联系方式

  • QQ:99515681
  • 邮箱:99515681@qq.com
  • 工作时间:8:00-23:00
  • 微信:codinghelp

您当前位置:首页 >> Java编程Java编程

日期:2022-11-01 08:37

SOC 360 Statistics for Sociologists 1

Data Analysis Project

Part 1

For this project, you’ll use the methods of statistical analysis we’ve learned to analyze real social

relations. The full project will be completed over the course of the term and will be submitted in two

parts. You’ll develop a research question and hypothesis about the univariate and bivariate distributions of

two variables, using appropriate numerical and graphical methods to present your findings. Later, you’ll

use inferential statistics to assess the probability that the observed relationship between the variables is

due only to chance. We’re primarily interested in assessing whether you can properly present and

interpret the results of statistical analysis and write clearly about them.

Essentially, there are four types of DAP that you might conduct; you are only required to carry out one

of them:

1. a quantitative predictor and quantitative outcome

2. a categorical predictor and outcome

3. a quantitative predictor and categorical outcome

4. a categorical predictor and quantitative outcome.

The first two methods are simpler and easier to conduct with the tools we’ve developed, but you are

welcome to try your hand at any of the four types. A detailed tutorial for each type, each of which is

roughly an hour (though I speak very slowly and you may be able to watch it in 40 minutes or less

depending on how much you speed it up), is available on Youtube. These walk through a do-file with

detailed, clear commentary. You are also more than welcome to ask your TA or the lecturer for support!

Please limit the number of pages for the first part of the assignment to eight (8) double-spaced pages

with 12-point font. Contact us if you foresee any problems in sticking to this limit.

INSTRUCTIONS FOR DAP I

Step 1: Exploring the data

For this paper, we’ll use the General Social Survey (GSS) data or Current Population Survey (CPS) data

that you have been using in section, unless you’ve worked with other sets in other courses and want to

use them—if so, reach out to us! Graduate students should generally try to come up with data-sets that

are directly relevant to them; ask Griffin or Sanghyo for help. The CPS data are more limited, but the

economic data are better and more like true quantitative variables than the GSS economic data;

conversely, the GSS data include many more questions. In each data-set, going to the variable window of

Stata and typing the first few letters of a keyword you’re interested in brings up relevant variables.

The GSS codebook, found here (http://gss.norc.org/documents/codebook/gss_codebook.pdf), describes

the many variables that you can find in the GSS. While the codebook is very large, you can use the

CTRL+f function on your computer to search quickly through the initial listing of the variables to find

your variable of interest (it’s best to have a rough idea in mind of what you’re looking for first, though);

then, continue scrolling through the hits until you get to that page of the codebook. Alternatively, on page

1 of the document (and page 12 of the file), the list of all variables begins. Note that not all questions

described are asked about every year, so you’ll want to stick to questions that are asked in your year.

For CPS data, we are technically using an extract from 2019 put together by the Center for Economic and

Policy Research (CEPR), which is described here.
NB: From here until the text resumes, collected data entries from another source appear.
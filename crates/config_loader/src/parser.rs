//! 配置解析模块
//!
//! 支持 TOML (主要) 和 JSON (可选) 格式。

use std::path::Path;

use contracts::{ContractError, ShipperConfig};

/// 配置文件格式
#[derive(Debug, Clone, Copy, PartialEq, Eq)]
pub enum ConfigFormat {
    /// TOML 格式 (推荐)
    Toml,
    /// JSON 格式
    Json,
}

impl ConfigFormat {
    /// 从文件扩展名推断格式
    pub fn from_extension(ext: &str) -> Option<Self> {
        match ext.to_lowercase().as_str() {
            "toml" => Some(Self::Toml),
            "json" => Some(Self::Json),
            _ => None,
        }
    }
}

/// 解析 TOML 格式配置
pub fn parse_toml(content: &str) -> Result<ShipperConfig, ContractError> {
    toml::from_str(content).map_err(|e| ContractError::ConfigParse {
        message: format!("TOML parse error: {e}"),
        source: Some(Box::new(e)),
    })
}

/// 解析 JSON 格式配置
pub fn parse_json(content: &str) -> Result<ShipperConfig, ContractError> {
    serde_json::from_str(content).map_err(|e| ContractError::ConfigParse {
        message: format!("JSON parse error: {e}"),
        source: Some(Box::new(e)),
    })
}

/// 根据格式解析配置
pub fn parse(content: &str, format: ConfigFormat) -> Result<ShipperConfig, ContractError> {
    match format {
        ConfigFormat::Toml => parse_toml(content),
        ConfigFormat::Json => parse_json(content),
    }
}

/// 解析配置文件内容，解析错误前缀文件路径
///
/// 例如 `/etc/shipper.toml: TOML parse error: ...`
pub fn parse_file(
    content: &str,
    format: ConfigFormat,
    path: &Path,
) -> Result<ShipperConfig, ContractError> {
    parse(content, format).map_err(|err| match err {
        ContractError::ConfigParse { message, source } => ContractError::ConfigParse {
            message: format!("{}: {message}", path.display()),
            source,
        },
        other => other,
    })
}
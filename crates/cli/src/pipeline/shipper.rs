//! Shipper - feeds input lines into the producer and closes it.

use std::future::Future;
use std::path::PathBuf;
use std::sync::{Arc, Mutex, PoisonError};

use contracts::{LogEntry, RoutingKey, ShipperConfig};
use observability::DeliveryMetricsAggregator;
use producer::{callback, Producer, ProducerError, ProducerHandle};
use tokio::io::{AsyncBufRead, AsyncBufReadExt, BufReader};
use tokio::time::{sleep, Duration, Instant};
use tracing::{debug, info, warn};

use super::ShipStats;
use crate::error::{CliError, Result};

/// Back-off between submit attempts while the producer reports queue full
const QUEUE_FULL_PAUSE: Duration = Duration::from_millis(10);

/// Shipper configuration
#[derive(Debug, Clone)]
pub struct ShipperOptions {
    pub config: ShipperConfig,

    /// Input path (None = stdin)
    pub input: Option<PathBuf>,

    /// Routing key attached to every entry
    pub key: RoutingKey,

    /// Maximum number of entries to ship (None = unlimited)
    pub max_entries: Option<u64>,

    /// Metrics server port (None = disabled)
    pub metrics_port: Option<u16>,
}

/// Reads lines, ships them, reports what happened
pub struct Shipper {
    options: ShipperOptions,
}

impl Shipper {
    pub fn new(options: ShipperOptions) -> Self {
        Self { options }
    }

    /// Ship the whole input
    ///
    /// `stop` ends reading early; the producer is then closed gracefully
    /// unless the future returned by `abort` resolves first.
    pub async fn run<S, A, F>(self, stop: S, abort: A) -> Result<ShipStats>
    where
        S: Future<Output = ()>,
        A: FnOnce() -> F,
        F: Future<Output = ()>,
    {
        let start_time = Instant::now();
        let options = self.options;

        if let Some(port) = options.metrics_port {
            if let Err(e) = observability::init_metrics_only(port) {
                warn!(error = %e, "Metrics endpoint unavailable");
            }
        }

        let transport =
            producer::create_transport(&options.config.transport, options.config.producer.format)?;
        let producer = Producer::start(options.config.producer.clone(), transport)?;
        let handle = producer.handle();
        let aggregator = Arc::new(Mutex::new(DeliveryMetricsAggregator::new()));

        let input_name = options
            .input
            .as_ref()
            .map(|p| p.display().to_string())
            .unwrap_or_else(|| "stdin".to_string());
        let reader = open_input(options.input.as_ref()).await?;
        let mut lines = reader.lines();

        let mut stats = ShipStats::default();
        tokio::pin!(stop);

        loop {
            if options
                .max_entries
                .is_some_and(|max| stats.entries_submitted >= max)
            {
                info!(max = stats.entries_submitted, "Entry limit reached");
                break;
            }

            let line = tokio::select! {
                biased;
                () = &mut stop => {
                    warn!("Stop requested, no longer reading input");
                    stats.interrupted = true;
                    break;
                }
                line = lines.next_line() => line
                    .map_err(|e| CliError::input(&input_name, e.to_string()))?,
            };
            let Some(line) = line else {
                break;
            };
            stats.lines_read += 1;
            if line.trim().is_empty() {
                continue;
            }

            let entry = LogEntry::message(line);
            match submit(&handle, &options.key, entry, &aggregator, &mut stats).await {
                Ok(()) => stats.entries_submitted += 1,
                Err(ProducerError::EntryTooLarge { size, max }) => {
                    warn!(size, max, line = stats.lines_read, "Entry rejected, too large");
                    stats.entries_rejected += 1;
                }
                Err(e) => return Err(e.into()),
            }

            if stats.entries_submitted.is_multiple_of(1000) && stats.entries_submitted > 0 {
                debug!(entries = stats.entries_submitted, "Shipping progress");
            }
        }

        info!(
            entries = stats.entries_submitted,
            "Input finished, closing producer"
        );
        stats.producer = producer.close_or_force(abort()).await;
        stats.delivery = aggregator
            .lock()
            .unwrap_or_else(PoisonError::into_inner)
            .clone();
        stats.duration = start_time.elapsed();

        Ok(stats)
    }
}

/// Submit one entry, pausing while the producer pushes back
async fn submit(
    handle: &ProducerHandle,
    key: &RoutingKey,
    entry: LogEntry,
    aggregator: &Arc<Mutex<DeliveryMetricsAggregator>>,
    stats: &mut ShipStats,
) -> std::result::Result<(), ProducerError> {
    loop {
        let aggregator = Arc::clone(aggregator);
        let on_complete = callback::from_fn(move |report| {
            aggregator
                .lock()
                .unwrap_or_else(PoisonError::into_inner)
                .update(report);
        });

        match handle
            .submit(key.clone(), entry.clone(), Some(on_complete))
            .await
        {
            Err(ProducerError::QueueFull) => {
                stats.queue_full_waits += 1;
                sleep(QUEUE_FULL_PAUSE).await;
            }
            other => return other,
        }
    }
}

async fn open_input(path: Option<&PathBuf>) -> Result<Box<dyn AsyncBufRead + Unpin + Send>> {
    match path {
        Some(path) if path.as_os_str() != "-" => {
            let file = tokio::fs::File::open(path)
                .await
                .map_err(|e| CliError::input(path.display().to_string(), e.to_string()))?;
            Ok(Box::new(BufReader::new(file)))
        }
        _ => Ok(Box::new(BufReader::new(tokio::io::stdin()))),
    }
}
Documentation for this data-set is a bit more

complicated, but on the other hand, the set of variables is smaller, and it is usually clear what they mean.

Select the following…

1. An outcome variable whose variation interests you, such as income or education – for this part,

it is best to select variables that we think of as generally dependent on other sociological variables

(such as class or ascribed race).

2. A variable which you think might have some causal influence on the first sort of variable.

For the variables you have identified, do all of the following:

1. Formulate a research question and hypothesis about a) how the values of the variables are

distributed in the population, and b) how the outcome variable might relate to the predictor

variable.

a. E.g., a) on balance, most people in the US either have a college education or less than a

12th grade education, as do their fathers and b) their education level (educ) is1 2

positively related to their father’s education level (paeduc).3

b. Consider whether any of your variables might need some basic transformations

(especially the creation of a dummy variable); if so, create one.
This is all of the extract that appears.